> Information

━━━

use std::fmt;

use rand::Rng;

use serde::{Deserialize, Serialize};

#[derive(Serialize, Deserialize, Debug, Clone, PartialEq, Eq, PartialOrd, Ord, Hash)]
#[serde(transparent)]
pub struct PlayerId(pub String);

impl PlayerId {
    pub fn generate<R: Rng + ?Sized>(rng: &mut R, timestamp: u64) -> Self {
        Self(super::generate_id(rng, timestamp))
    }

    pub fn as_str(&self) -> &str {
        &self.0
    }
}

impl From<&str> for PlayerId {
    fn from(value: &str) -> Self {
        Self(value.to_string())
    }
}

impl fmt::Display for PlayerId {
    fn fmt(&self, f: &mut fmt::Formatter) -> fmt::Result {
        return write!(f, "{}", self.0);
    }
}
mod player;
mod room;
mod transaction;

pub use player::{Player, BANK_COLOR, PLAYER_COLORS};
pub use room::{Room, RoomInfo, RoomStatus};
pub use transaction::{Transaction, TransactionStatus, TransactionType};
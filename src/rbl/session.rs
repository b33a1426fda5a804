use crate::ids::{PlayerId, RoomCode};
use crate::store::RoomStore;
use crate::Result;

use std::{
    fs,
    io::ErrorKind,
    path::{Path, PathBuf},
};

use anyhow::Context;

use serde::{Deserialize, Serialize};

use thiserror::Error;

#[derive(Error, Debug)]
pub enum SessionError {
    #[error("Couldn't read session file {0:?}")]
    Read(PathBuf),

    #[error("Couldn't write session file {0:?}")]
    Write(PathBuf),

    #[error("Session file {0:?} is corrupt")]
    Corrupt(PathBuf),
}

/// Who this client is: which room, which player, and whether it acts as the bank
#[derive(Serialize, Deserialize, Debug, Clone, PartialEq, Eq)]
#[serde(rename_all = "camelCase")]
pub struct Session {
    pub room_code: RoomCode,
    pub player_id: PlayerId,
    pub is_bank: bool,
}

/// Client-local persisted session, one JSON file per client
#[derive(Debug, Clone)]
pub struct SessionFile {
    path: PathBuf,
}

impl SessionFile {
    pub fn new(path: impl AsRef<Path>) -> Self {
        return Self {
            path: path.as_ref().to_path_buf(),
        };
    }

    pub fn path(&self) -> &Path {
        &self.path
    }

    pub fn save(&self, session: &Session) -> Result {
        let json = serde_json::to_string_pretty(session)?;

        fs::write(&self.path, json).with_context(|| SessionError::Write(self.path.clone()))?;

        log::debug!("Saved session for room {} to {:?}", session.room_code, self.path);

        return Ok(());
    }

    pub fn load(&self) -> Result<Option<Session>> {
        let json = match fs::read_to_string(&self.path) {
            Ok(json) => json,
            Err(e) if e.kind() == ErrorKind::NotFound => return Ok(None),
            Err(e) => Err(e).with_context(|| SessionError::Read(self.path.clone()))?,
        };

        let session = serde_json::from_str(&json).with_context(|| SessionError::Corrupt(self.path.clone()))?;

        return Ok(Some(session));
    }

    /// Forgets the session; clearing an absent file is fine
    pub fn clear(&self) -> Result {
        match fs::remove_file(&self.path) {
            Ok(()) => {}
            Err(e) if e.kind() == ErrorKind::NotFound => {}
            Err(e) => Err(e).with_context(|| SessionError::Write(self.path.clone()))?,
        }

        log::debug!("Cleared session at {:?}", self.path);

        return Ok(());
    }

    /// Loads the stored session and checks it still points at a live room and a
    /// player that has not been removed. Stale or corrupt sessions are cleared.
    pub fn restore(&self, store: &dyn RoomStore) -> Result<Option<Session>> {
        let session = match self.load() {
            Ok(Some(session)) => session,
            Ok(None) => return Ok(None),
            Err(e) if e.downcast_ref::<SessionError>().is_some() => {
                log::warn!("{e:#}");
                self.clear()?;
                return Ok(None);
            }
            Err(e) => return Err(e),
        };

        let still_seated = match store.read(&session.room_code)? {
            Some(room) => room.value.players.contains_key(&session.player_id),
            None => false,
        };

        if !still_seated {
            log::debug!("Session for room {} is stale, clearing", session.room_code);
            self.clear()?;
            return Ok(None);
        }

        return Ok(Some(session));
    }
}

━━━

> Exercise goal
Produce an exact copy of the entries above.

> Task response
use std::fmt;

use rand::Rng;

use serde::{Deserialize, Serialize};

#[derive(Serialize, Deserialize, Debug, Clone, PartialEq, Eq, PartialOrd, Ord, Hash)]
#[serde(transparent)]
pub struct PlayerId(pub String);

impl PlayerId {
    pub fn generate<R: Rng + ?Sized>(rng: &mut R, timestamp: u64) -> Self {
        Self(super::generate_id(rng, timestamp))
    }

    pub fn as_str(&self) -> &str {
        &self.0
    }
}

impl From<&str> for PlayerId {
    fn from(value: &str) -> Self {
        Self(value.to_string())
    }
}

impl fmt::Display for PlayerId {
    fn fmt(&self, f: &mut fmt::Formatter) -> fmt::Result {
        return write!(f, "{}", self.0);
    }
}
mod player;
mod room;
mod transaction;

pub use player::{Player, BANK_COLOR, PLAYER_COLORS};
pub use room::{Room, RoomInfo, RoomStatus};
pub use transaction::{Transaction, TransactionStatus, TransactionType};
filename src/rbl/session.rs
repository b33a1426fda5a804
use crate::ids::{PlayerId, RoomCode};
use crate::store::RoomStore;
use crate::Result;

use std::{
    fs,
    io::ErrorKind,
    path::{Path, PathBuf},
};

use anyhow::Context;

use serde::{Deserialize, Serialize};

use thiserror::Error;

#[derive(Error, Debug)]
pub enum SessionError {
    #[error("Couldn't read session file {0:?}")]
    Read(PathBuf),

    #[error("Couldn't write session file {0:?}")]
    Write(PathBuf),

    #[error("Session file {0:?} is corrupt")]
    Corrupt(PathBuf),
}

/// Who this client is: which room, which player, and whether it acts as the bank
#[derive(Serialize, Deserialize, Debug, Clone, PartialEq, Eq)]
#[serde(rename_all = "camelCase")]
pub struct Session {
    pub room_code: RoomCode,
    pub player_id: PlayerId,
    pub is_bank: bool,
}

/// Client-local persisted session, one JSON file per client
#[derive(Debug, Clone)]
pub struct SessionFile {
    path: PathBuf,
}

impl SessionFile {
    pub fn new(path: impl AsRef<Path>) -> Self {
        return Self {
            path: path.as_ref().to_path_buf(),
        };
    }

    pub fn path(&self) -> &Path {
        &self.path
    }

    pub fn save(&self, session: &Session) -> Result {
        let json = serde_json::to_string_pretty(session)?;

        fs::write(&self.path, json).with_context(|| SessionError::Write(self.path.clone()))?;

        log::debug!("Saved session for room {} to {:?}", session.room_code, self.path);

        return Ok(());
    }

    pub fn load(&self) -> Result<Option<Session>> {
        let json = match fs::read_to_string(&self.path) {
            Ok(json) => json,
            Err(e) if e.kind() == ErrorKind::NotFound => return Ok(None),
            Err(e) => Err(e).with_context(|| SessionError::Read(self.path.clone()))?,
        };

        let session = serde_json::from_str(&json).with_context(|| SessionError::Corrupt(self.path.clone()))?;

        return Ok(Some(session));
    }

    /// Forgets the session; clearing an absent file is fine
    pub fn clear(&self) -> Result {
        match fs::remove_file(&self.path) {
            Ok(()) => {}
            Err(e) if e.kind() == ErrorKind::NotFound => {}
            Err(e) => Err(e).with_context(|| SessionError::Write(self.path.clone()))?,
        }

        log::debug!("Cleared session at {:?}", self.path);

        return Ok(());
    }

    /// Loads the stored session and checks it still points at a live room and a
    /// player that has not been removed. Stale or corrupt sessions are cleared.
    pub fn restore(&self, store: &dyn RoomStore) -> Result<Option<Session>> {
        let session = match self.load() {
            Ok(Some(session)) => session,
            Ok(None) => return Ok(None),
            Err(e) if e.downcast_ref::<SessionError>().is_some() => {
                log::warn!("{e:#}");
                self.clear()?;
                return Ok(None);
            }
            Err(e) => return Err(e),
        };

        let still_seated = match store.read(&session.room_code)? {
            Some(room) => room.value.players.contains_key(&session.player_id),
            None => false,
        };

        if !still_seated {
            log::debug!("Session for room {} is stale, clearing", session.room_code);
            self.clear()?;
            return Ok(None);
        }

        return Ok(Some(session));
    }
}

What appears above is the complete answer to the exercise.